All bioinformatics analyses were done with the Perseus software (version 1.6.2.2)⁶⁴. For phosphosite analysis spectronaut normal report output tables were collapsed to phosphosites and the localization cutoff was set to 0.75 using the peptide collapse plug-in tool for Perseus⁶⁵. It collapses phosphoions to phosphosites. Importantly, it does not sum up the intensities of a phosphosite on peptides, if different phosphorylations are also present. For example, the intensity of MAPK14_T180_M1 and MAPK14_T180_M2 (for MAPK14_T180_Y182) differs. For each phosphosite on a multiple phosphorylated peptide, we receive a row with the same intensities as these phosphorylations are localized on the same peptide. While MAPK14_T180_M1 represents the singly phosphorylated peptide, MAPK14_T180_M2 and MAPK14_Y182_M2 share the same intensity as they represent the two phosphosites on the same peptide. Different phosphosites on the same peptide can have slightly different fold changes due to imputation. Also, each collapse key (gene_position_multiplicity) is unique, which means that if a phosphosite is present on two peptides that carry a different phosphosite, just one row will be assigned. Phosphosites located on phosphopeptides with more than two phosphorylations are labeled with a multiplicity of 3 (M3). Summed intensities were log2-transformed. Samples that did not meet the measurement quality of the overall experiment were excluded. For the 8-min time point of the time-course experiment, we started with fewer replicates. Quantified proteins were filtered for at least 75% of valid values among three or four biological replicates in at least one condition. Missing values were imputed and significantly up- or downregulated proteins were determined by multiple-sample test (one-way analysis of variance (ANOVA), FDR = 0.05) and Student’s t-test (two-sided) (FDR = 0.05). For Fig. 2e, we used two imputations to additionally obtain low abundant TNF-induced phosphosites (normal imputation: width 0.3, downshift 1.8, low imputation: width 0.15, downshift 3).

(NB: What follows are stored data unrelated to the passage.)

#[cfg(test)]
mod tests {
    use super::*;
    use tempfile::TempDir;

    fn create_test_registry() -> (TempDir, DeviceRegistry) {
        let temp_dir = TempDir::new().unwrap();
        let storage = Arc::new(Storage::new(temp_dir.path()));
        (temp_dir, DeviceRegistry::new(storage))
    }

    #[test]
    fn test_get_or_create_reuses_device() {
        let (_dir, registry) = create_test_registry();
        let ident = DeviceIdentifier::new("minecraft_server", "abc123");

        let first = registry.get_or_create("E1", &[ident.clone()], Some("Server"));
        let second = registry.get_or_create("E1", &[ident], Some("Other name"));

        assert_eq!(first.id, second.id);
        assert_eq!(registry.len(), 1);
        assert_eq!(second.name.as_deref(), Some("Server"));
    }

    #[test]
    fn test_get_or_create_merges_config_entry() {
        let (_dir, registry) = create_test_registry();
        let ident = DeviceIdentifier::new("minecraft_server", "abc123");

        registry.get_or_create("E1", &[ident.clone()], None);
        let device = registry.get_or_create("E2", &[ident], None);

        assert_eq!(device.config_entries, vec!["E1", "E2"]);
        assert_eq!(registry.get_by_config_entry_id("E2").len(), 1);
    }

    #[test]
    fn test_devices_for_config_entry_keep_order() {
        let (_dir, registry) = create_test_registry();
        let a = registry.get_or_create("E1", &[DeviceIdentifier::new("d", "a")], None);
        let b = registry.get_or_create("E1", &[DeviceIdentifier::new("d", "b")], None);
        registry.get_or_create("E2", &[DeviceIdentifier::new("d", "c")], None);

        let ids: Vec<_> = registry
            .get_by_config_entry_id("E1")
            .iter()
            .map(|d| d.id.clone())
            .collect();
        assert_eq!(ids, vec![a.id.clone(), b.id.clone()]);

        registry
            .update_identifiers(&a.id, vec![DeviceIdentifier::new("d", "a2")])
            .unwrap();
        let ids: Vec<_> = registry
            .get_by_config_entry_id("E1")
            .iter()
            .map(|d| d.id.clone())
            .collect();
        assert_eq!(ids, vec![a.id.clone(), b.id.clone()]);
    }

    #[test]
    fn test_update_identifiers_reindexes() {
        let (_dir, registry) = create_test_registry();
        let device = registry.get_or_create(
            "E1",
            &[DeviceIdentifier::new("minecraft_server", "abc123")],
            None,
        );

        registry
            .update_identifiers(
                &device.id,
                vec![DeviceIdentifier::new("minecraft_server", "E1")],
            )
            .unwrap();

        assert!(registry
            .get_by_identifier("minecraft_server", "abc123")
            .is_none());
        assert_eq!(
            registry
                .get_by_identifier("minecraft_server", "E1")
                .unwrap()
                .id,
            device.id
        );
    }

    #[test]
    fn test_update_identifiers_collision() {
        let (_dir, registry) = create_test_registry();
        let first = registry.get_or_create("E1", &[DeviceIdentifier::new("d", "one")], None);
        registry.get_or_create("E1", &[DeviceIdentifier::new("d", "two")], None);

        let result = registry.update_identifiers(&first.id, vec![DeviceIdentifier::new("d", "two")]);
        assert!(matches!(
            result,
            Err(DeviceRegistryError::IdentifierCollision { .. })
        ));
        assert_eq!(
            registry.get(&first.id).unwrap().identifiers,
            vec![DeviceIdentifier::new("d", "one")]
        );
    }

    #[test]
    fn test_update_identifiers_unknown_device() {
        let (_dir, registry) = create_test_registry();
        let result = registry.update_identifiers("missing", vec![]);
        assert_eq!(
            result.unwrap_err(),
            DeviceRegistryError::NotFound("missing".to_string())
        );
    }

    #[test]
    fn test_numeric_identifier_deserializes() {
        let ident: DeviceIdentifier = serde_json::from_str(r#"["zwave", 42]"#).unwrap();
        assert_eq!(ident, DeviceIdentifier::new("zwave", "42"));

        let json = serde_json::to_string(&ident).unwrap();
        assert_eq!(json, r#"["zwave","42"]"#);
    }

    #[tokio::test]
    async fn test_save_and_load() {
        let temp_dir = TempDir::new().unwrap();
        let storage = Arc::new(Storage::new(temp_dir.path()));

        {
            let registry = DeviceRegistry::new(storage.clone());
            registry.get_or_create(
                "E1",
                &[DeviceIdentifier::new("minecraft_server", "E1")],
                Some("Server"),
            );
            registry.save().await.unwrap();
        }

        let registry = DeviceRegistry::new(storage);
        registry.load().await.unwrap();
        let device = registry.get_by_identifier("minecraft_server", "E1").unwrap();
        assert_eq!(device.display_name(), "Server");
        assert_eq!(registry.get_by_config_entry_id("E1").len(), 1);
    }
}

n represents replicates of the same cell line stimulated separately. Further statistical details of experiments can be found in the figure legends.

The 1D annotation-enrichment analysis detects whether expression values of proteins belonging to an enrichment term (here we used keywords GOCC, GOMF, GOBP, and KEGG name) show a systematic enrichment or deenrichment compared with the distribution of all expression values⁶⁶.

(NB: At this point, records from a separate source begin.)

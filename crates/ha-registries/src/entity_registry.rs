//! Entity Registry
//!
//! Tracks registered entities keyed by entity_id, with a
//! `(domain, platform, unique_id)` index and a per config entry index.

use std::sync::{Arc, RwLock};

use chrono::{DateTime, Utc};
use dashmap::DashMap;
use indexmap::{IndexMap, IndexSet};
use serde::{Deserialize, Serialize};
use thiserror::Error;
use tracing::{debug, info};

use crate::storage::{Storable, Storage, StorageError, StorageResult};

/// Errors that can occur in the entity registry
#[derive(Debug, Error, Clone, PartialEq, Eq)]
pub enum EntityRegistryError {
    /// Entity was not found
    #[error("Entity not found: {0}")]
    NotFound(String),

    /// Another entity of the same domain and platform owns the unique_id
    #[error("Unique id '{unique_id}' is already in use by {existing_entity_id}")]
    UniqueIdCollision {
        unique_id: String,
        existing_entity_id: String,
    },

    /// The requested entity_id is already registered
    #[error("Entity id '{0}' is already registered")]
    EntityIdCollision(String),
}

/// Storage key for entity registry
pub const STORAGE_KEY: &str = "core.entity_registry";
/// Current storage version
pub const STORAGE_VERSION: u32 = 1;
/// Current minor version
pub const STORAGE_MINOR_VERSION: u32 = 19;

/// Reason an entity or device was disabled
#[derive(Debug, Clone, Copy, PartialEq, Eq, Serialize, Deserialize)]
#[serde(rename_all = "snake_case")]
pub enum DisabledBy {
    ConfigEntry,
    Device,
    Hass,
    Integration,
    User,
}

/// A registered entity entry
#[derive(Debug, Clone, Serialize, Deserialize)]
pub struct EntityEntry {
    /// Internal id
    pub id: String,
    /// Full entity ID (domain.object_id)
    pub entity_id: String,
    /// Platform-specific unique identifier
    pub unique_id: String,
    /// Unique id before the last change
    #[serde(default, skip_serializing_if = "Option::is_none")]
    pub previous_unique_id: Option<String>,
    /// Integration that provides this entity
    pub platform: String,

    #[serde(default, skip_serializing_if = "Option::is_none")]
    pub config_entry_id: Option<String>,
    #[serde(default, skip_serializing_if = "Option::is_none")]
    pub device_id: Option<String>,

    /// User-set name
    #[serde(default, skip_serializing_if = "Option::is_none")]
    pub name: Option<String>,
    /// Platform default name
    #[serde(default, skip_serializing_if = "Option::is_none")]
    pub original_name: Option<String>,

    #[serde(default, skip_serializing_if = "Option::is_none")]
    pub disabled_by: Option<DisabledBy>,

    #[serde(default = "Utc::now")]
    pub created_at: DateTime<Utc>,
    #[serde(default = "Utc::now")]
    pub modified_at: DateTime<Utc>,
}

impl EntityEntry {
    /// Create a new entity entry with minimal required fields
    pub fn new(
        entity_id: impl Into<String>,
        platform: impl Into<String>,
        unique_id: impl Into<String>,
    ) -> Self {
        let now = Utc::now();
        Self {
            id: ulid::Ulid::new().to_string().to_lowercase(),
            entity_id: entity_id.into(),
            unique_id: unique_id.into(),
            previous_unique_id: None,
            platform: platform.into(),
            config_entry_id: None,
            device_id: None,
            name: None,
            original_name: None,
            disabled_by: None,
            created_at: now,
            modified_at: now,
        }
    }

    /// Get the domain from entity_id
    pub fn domain(&self) -> &str {
        self.entity_id.split('.').next().unwrap_or(&self.entity_id)
    }

    /// Check if entity is disabled
    pub fn is_disabled(&self) -> bool {
        self.disabled_by.is_some()
    }

    fn unique_key(&self) -> UniqueKey {
        (
            self.domain().to_string(),
            self.platform.clone(),
            self.unique_id.clone(),
        )
    }
}

/// Fields a migration may change on an entity.
///
/// `None` leaves the field untouched.
#[derive(Debug, Clone, Default, PartialEq, Eq)]
pub struct EntityUpdate {
    pub new_unique_id: Option<String>,
    pub new_entity_id: Option<String>,
}

impl EntityUpdate {
    /// Update that only changes the unique id
    pub fn unique_id(new_unique_id: impl Into<String>) -> Self {
        Self {
            new_unique_id: Some(new_unique_id.into()),
            new_entity_id: None,
        }
    }
}

/// Entity registry data for storage
#[derive(Debug, Clone, Default, Serialize, Deserialize)]
pub struct EntityRegistryData {
    pub entities: Vec<EntityEntry>,
}

impl Storable for EntityRegistryData {
    const KEY: &'static str = STORAGE_KEY;
    const VERSION: u32 = STORAGE_VERSION;
    const MINOR_VERSION: u32 = STORAGE_MINOR_VERSION;
}

/// (domain, platform, unique_id)
type UniqueKey = (String, String, String);

/// Entity Registry
///
/// Entries are stored as `Arc<EntityEntry>`; updates swap in a new `Arc`.
/// The primary index keeps insertion order so saves are stable.
pub struct EntityRegistry {
    storage: Arc<Storage>,

    /// Primary index: entity_id -> EntityEntry
    by_entity_id: RwLock<IndexMap<String, Arc<EntityEntry>>>,

    /// Index: (domain, platform, unique_id) -> entity_id
    by_unique_id: DashMap<UniqueKey, String>,

    /// Index: config_entry_id -> entity_ids in registration order
    by_config_entry_id: DashMap<String, IndexSet<String>>,
}

impl EntityRegistry {
    /// Create a new entity registry
    pub fn new(storage: Arc<Storage>) -> Self {
        Self {
            storage,
            by_entity_id: RwLock::new(IndexMap::new()),
            by_unique_id: DashMap::new(),
            by_config_entry_id: DashMap::new(),
        }
    }

    /// Load from storage
    pub async fn load(&self) -> StorageResult<()> {
        if let Some(file) = self.storage.load::<EntityRegistryData>().await? {
            info!(
                "Loading {} entities from storage (v{}.{})",
                file.data.entities.len(),
                file.version,
                file.minor_version
            );
            for entry in file.data.entities {
                self.index_entry(Arc::new(entry));
            }
        }
        Ok(())
    }

    /// Save to storage
    pub async fn save(&self) -> StorageResult<()> {
        let entities: Vec<EntityEntry> = self
            .by_entity_id
            .read()
            .map(|idx| idx.values().map(|e| (**e).clone()).collect())
            .unwrap_or_default();

        let count = entities.len();
        self.storage.save(&EntityRegistryData { entities }).await?;
        debug!("Saved {} entities to storage", count);
        Ok(())
    }

    fn index_entry(&self, entry: Arc<EntityEntry>) {
        let entity_id = entry.entity_id.clone();

        self.by_unique_id
            .insert(entry.unique_key(), entity_id.clone());

        if let Some(ref config_entry_id) = entry.config_entry_id {
            self.by_config_entry_id
                .entry(config_entry_id.clone())
                .or_default()
                .insert(entity_id.clone());
        }

        if let Ok(mut idx) = self.by_entity_id.write() {
            idx.insert(entity_id, entry);
        }
    }

    /// Remove an entry from the secondary indexes
    fn unindex_secondary(&self, entry: &EntityEntry) {
        self.by_unique_id.remove(&entry.unique_key());

        if let Some(ref config_entry_id) = entry.config_entry_id {
            if let Some(mut ids) = self.by_config_entry_id.get_mut(config_entry_id) {
                ids.shift_remove(&entry.entity_id);
            }
        }
    }

    /// Get entity by entity_id
    pub fn get(&self, entity_id: &str) -> Option<Arc<EntityEntry>> {
        self.by_entity_id
            .read()
            .ok()
            .and_then(|idx| idx.get(entity_id).cloned())
    }

    /// Look up the entity_id registered for a unique id
    pub fn get_entity_id(&self, domain: &str, platform: &str, unique_id: &str) -> Option<String> {
        let key = (
            domain.to_string(),
            platform.to_string(),
            unique_id.to_string(),
        );
        self.by_unique_id.get(&key).map(|r| r.value().clone())
    }

    /// Get all entities of a config entry, in registration order
    pub fn get_by_config_entry_id(&self, config_entry_id: &str) -> Vec<Arc<EntityEntry>> {
        self.by_config_entry_id
            .get(config_entry_id)
            .map(|ids| ids.iter().filter_map(|id| self.get(id)).collect())
            .unwrap_or_default()
    }

    /// Check if an entity_id is registered
    pub fn is_registered(&self, entity_id: &str) -> bool {
        self.by_entity_id
            .read()
            .map(|idx| idx.contains_key(entity_id))
            .unwrap_or(false)
    }

    /// Get or create an entity entry.
    ///
    /// An entity already registered under the same
    /// `(domain, platform, unique_id)` is returned unchanged. New entities
    /// get `<domain>.<suggested_object_id>`, suffixed `_2`, `_3`, ... when
    /// taken.
    pub fn get_or_create(
        &self,
        domain: &str,
        platform: &str,
        unique_id: &str,
        suggested_object_id: &str,
        config_entry_id: Option<&str>,
    ) -> Arc<EntityEntry> {
        if let Some(existing) = self
            .get_entity_id(domain, platform, unique_id)
            .and_then(|entity_id| self.get(&entity_id))
        {
            debug!("Found existing entity by unique_id: {}", existing.entity_id);
            return existing;
        }

        let entity_id = self.generate_entity_id(domain, suggested_object_id);
        let mut entry = EntityEntry::new(entity_id.clone(), platform, unique_id);
        entry.config_entry_id = config_entry_id.map(String::from);

        let entry = Arc::new(entry);
        self.index_entry(Arc::clone(&entry));
        info!("Registered new entity: {}", entity_id);
        entry
    }

    /// Pick a free `<domain>.<object_id>`, appending `_2`, `_3`, ... if needed
    pub fn generate_entity_id(&self, domain: &str, suggested_object_id: &str) -> String {
        let preferred = format!("{}.{}", domain, suggested_object_id);
        if !self.is_registered(&preferred) {
            return preferred;
        }
        let mut tries = 1;
        loop {
            tries += 1;
            let candidate = format!("{}_{}", preferred, tries);
            if !self.is_registered(&candidate) {
                return candidate;
            }
        }
    }

    /// Update an entity entry with a closure.
    ///
    /// The closure must not change `entity_id`; use [`Self::apply_update`]
    /// for renames.
    pub fn update<F>(&self, entity_id: &str, f: F) -> Result<Arc<EntityEntry>, EntityRegistryError>
    where
        F: FnOnce(&mut EntityEntry),
    {
        let current = self
            .get(entity_id)
            .ok_or_else(|| EntityRegistryError::NotFound(entity_id.to_string()))?;
        let mut entry = (*current).clone();
        f(&mut entry);
        entry.entity_id = current.entity_id.clone();
        entry.modified_at = Utc::now();

        Ok(self.reindex(&current, entry))
    }

    /// Apply an [`EntityUpdate`], checking unique_id and entity_id conflicts.
    pub fn apply_update(
        &self,
        entity_id: &str,
        update: EntityUpdate,
    ) -> Result<Arc<EntityEntry>, EntityRegistryError> {
        let current = self
            .get(entity_id)
            .ok_or_else(|| EntityRegistryError::NotFound(entity_id.to_string()))?;

        if let Some(ref new_unique_id) = update.new_unique_id {
            if let Some(owner) =
                self.get_entity_id(current.domain(), &current.platform, new_unique_id)
            {
                if owner != current.entity_id {
                    return Err(EntityRegistryError::UniqueIdCollision {
                        unique_id: new_unique_id.clone(),
                        existing_entity_id: owner,
                    });
                }
            }
        }
        if let Some(ref new_entity_id) = update.new_entity_id {
            if new_entity_id != entity_id && self.is_registered(new_entity_id) {
                return Err(EntityRegistryError::EntityIdCollision(new_entity_id.clone()));
            }
        }

        let mut entry = (*current).clone();
        if let Some(new_unique_id) = update.new_unique_id {
            if new_unique_id != entry.unique_id {
                entry.previous_unique_id = Some(std::mem::replace(&mut entry.unique_id, new_unique_id));
            }
        }
        if let Some(new_entity_id) = update.new_entity_id {
            entry.entity_id = new_entity_id;
        }
        entry.modified_at = Utc::now();

        Ok(self.reindex(&current, entry))
    }

    /// Swap `current` for its updated version.
    ///
    /// An entity that keeps its entity_id and config entry keeps its
    /// position in both ordered indexes.
    fn reindex(&self, current: &EntityEntry, entry: EntityEntry) -> Arc<EntityEntry> {
        self.by_unique_id.remove(&current.unique_key());

        let renamed = entry.entity_id != current.entity_id;
        if renamed || entry.config_entry_id != current.config_entry_id {
            if let Some(ref config_entry_id) = current.config_entry_id {
                if let Some(mut ids) = self.by_config_entry_id.get_mut(config_entry_id) {
                    ids.shift_remove(&current.entity_id);
                }
            }
        }
        if renamed {
            if let Ok(mut idx) = self.by_entity_id.write() {
                idx.shift_remove(&current.entity_id);
            }
        }

        let entry = Arc::new(entry);
        self.index_entry(Arc::clone(&entry));
        entry
    }

    /// Run a migration over every entity of a config entry, then persist.
    ///
    /// `f` is called once per entity in registration order; returned updates
    /// are applied immediately. The first error stops the run. Updates that
    /// were already applied are saved either way.
    pub async fn migrate_entries<F, E>(&self, config_entry_id: &str, f: F) -> Result<usize, E>
    where
        F: FnMut(&EntityEntry) -> Result<Option<EntityUpdate>, E>,
        E: From<EntityRegistryError> + From<StorageError>,
    {
        let outcome = self.apply_migration(config_entry_id, f);
        self.save().await?;
        outcome
    }

    fn apply_migration<F, E>(&self, config_entry_id: &str, mut f: F) -> Result<usize, E>
    where
        F: FnMut(&EntityEntry) -> Result<Option<EntityUpdate>, E>,
        E: From<EntityRegistryError>,
    {
        let mut migrated = 0;
        for entry in self.get_by_config_entry_id(config_entry_id) {
            if let Some(update) = f(&entry)? {
                self.apply_update(&entry.entity_id, update)?;
                migrated += 1;
            }
        }
        Ok(migrated)
    }

    /// Remove an entity
    pub fn remove(&self, entity_id: &str) -> Option<Arc<EntityEntry>> {
        let entry = self
            .by_entity_id
            .write()
            .ok()
            .and_then(|mut idx| idx.shift_remove(entity_id))?;
        self.unindex_secondary(&entry);
        info!("Removed entity: {}", entity_id);
        Some(entry)
    }

    /// Get count of registered entities
    pub fn len(&self) -> usize {
        self.by_entity_id.read().map(|idx| idx.len()).unwrap_or(0)
    }

    /// Check if registry is empty
    pub fn is_empty(&self) -> bool {
        self.len() == 0
    }
}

Fisher’s exact tests were performed to detect the systematic enrichment or deenrichment of annotations and pathways by analyzing proteins whose levels or phosphorylation levels are significantly regulated upon different conditions (we used keywords GOCC, GOMF, GOBP, and KEGG name). The Benjamini–Hochberg FDR represents the degree of significance and the enrichment factor the level of enrichment compared with the background.

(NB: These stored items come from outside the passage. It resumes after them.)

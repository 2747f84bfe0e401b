//! Minecraft Server errors

use ha_config_entries::{ConfigEntriesError, IntegrationError};
use ha_registries::{DeviceRegistryError, EntityRegistryError, StorageError};
use thiserror::Error;

use super::coordinator::StatusError;

#[derive(Debug, Error)]
pub enum MinecraftServerError {
    #[error("Invalid config entry data: {0}")]
    InvalidConfig(#[from] serde_json::Error),

    #[error("Server not ready: {0}")]
    NotReady(#[from] StatusError),

    /// Version 1 entries always carry the unique id the identifiers were built from
    #[error("Config entry {0} has no legacy unique ID to migrate from")]
    MissingLegacyUniqueId(String),

    #[error("Malformed legacy unique ID: {0}")]
    MalformedUniqueId(String),

    #[error(transparent)]
    ConfigEntries(#[from] ConfigEntriesError),

    #[error(transparent)]
    DeviceRegistry(#[from] DeviceRegistryError),

    #[error(transparent)]
    EntityRegistry(#[from] EntityRegistryError),

    #[error(transparent)]
    Storage(#[from] StorageError),
}

pub type MinecraftServerResult<T> = Result<T, MinecraftServerError>;

impl From<MinecraftServerError> for IntegrationError {
    fn from(err: MinecraftServerError) -> Self {
        match err {
            MinecraftServerError::NotReady(_) => IntegrationError::NotReady(err.to_string()),
            MinecraftServerError::InvalidConfig(_) => IntegrationError::SetupFailed(err.to_string()),
            _ => IntegrationError::MigrationFailed(err.to_string()),
        }
    }
}
//! Integration hooks
//!
//! An integration plugs into the config entry lifecycle by implementing
//! [`Integration`] and registering itself with
//! [`ConfigEntries::register_integration`](crate::ConfigEntries::register_integration).

use async_trait::async_trait;
use thiserror::Error;

use crate::entry::ConfigEntry;
use crate::manager::ConfigEntries;

/// Errors an integration reports back to the config entry manager
#[derive(Debug, Error, Clone, PartialEq, Eq)]
pub enum IntegrationError {
    /// The remote side is not reachable yet; setup will be retried
    #[error("Config entry not ready: {0}")]
    NotReady(String),

    #[error("Setup failed: {0}")]
    SetupFailed(String),

    #[error("Unload failed: {0}")]
    UnloadFailed(String),

    #[error("Migration failed: {0}")]
    MigrationFailed(String),
}

/// Lifecycle hooks of an integration.
///
/// Every hook receives the manager so it can update the entry or forward
/// it to platforms.
#[async_trait]
pub trait Integration: Send + Sync {
    /// Integration domain (e.g., "minecraft_server")
    fn domain(&self) -> &str;

    /// Current major version of this integration's config entries
    fn version(&self) -> u32 {
        1
    }

    /// Current minor version of this integration's config entries
    fn minor_version(&self) -> u32 {
        1
    }

    /// Set up a config entry. Returning `Ok(false)` marks a setup error.
    async fn setup_entry(
        &self,
        entries: &ConfigEntries,
        entry: &ConfigEntry,
    ) -> Result<bool, IntegrationError>;

    /// Unload a loaded config entry.
    async fn unload_entry(
        &self,
        entries: &ConfigEntries,
        entry: &ConfigEntry,
    ) -> Result<bool, IntegrationError>;

    /// Migrate an entry stored with another version.
    ///
    /// Called during setup when the stored version differs from
    /// [`Integration::version`]. Integrations without a migration path keep
    /// the default, which leaves the entry in `MigrationError`.
    async fn migrate_entry(
        &self,
        _entries: &ConfigEntries,
        _entry: &ConfigEntry,
    ) -> Result<bool, IntegrationError> {
        Ok(false)
    }
}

Kinase-motif enrichment analysis (Supplementary Fig. ^1f) was performed by loading significantly (FDR < 0.05) up- and downregulated phosphosites onto the website: http://phosfate.com/profiler.html⁶⁷.

Networks (Supplementary Fig. ^1e, Fig. 2d) were generated using STRING⁶⁸ by uploading significantly changing phosphosites, setting a medium-confidence score (0.4), and including the active-interaction sources: Textmining, Experiments, and Databases.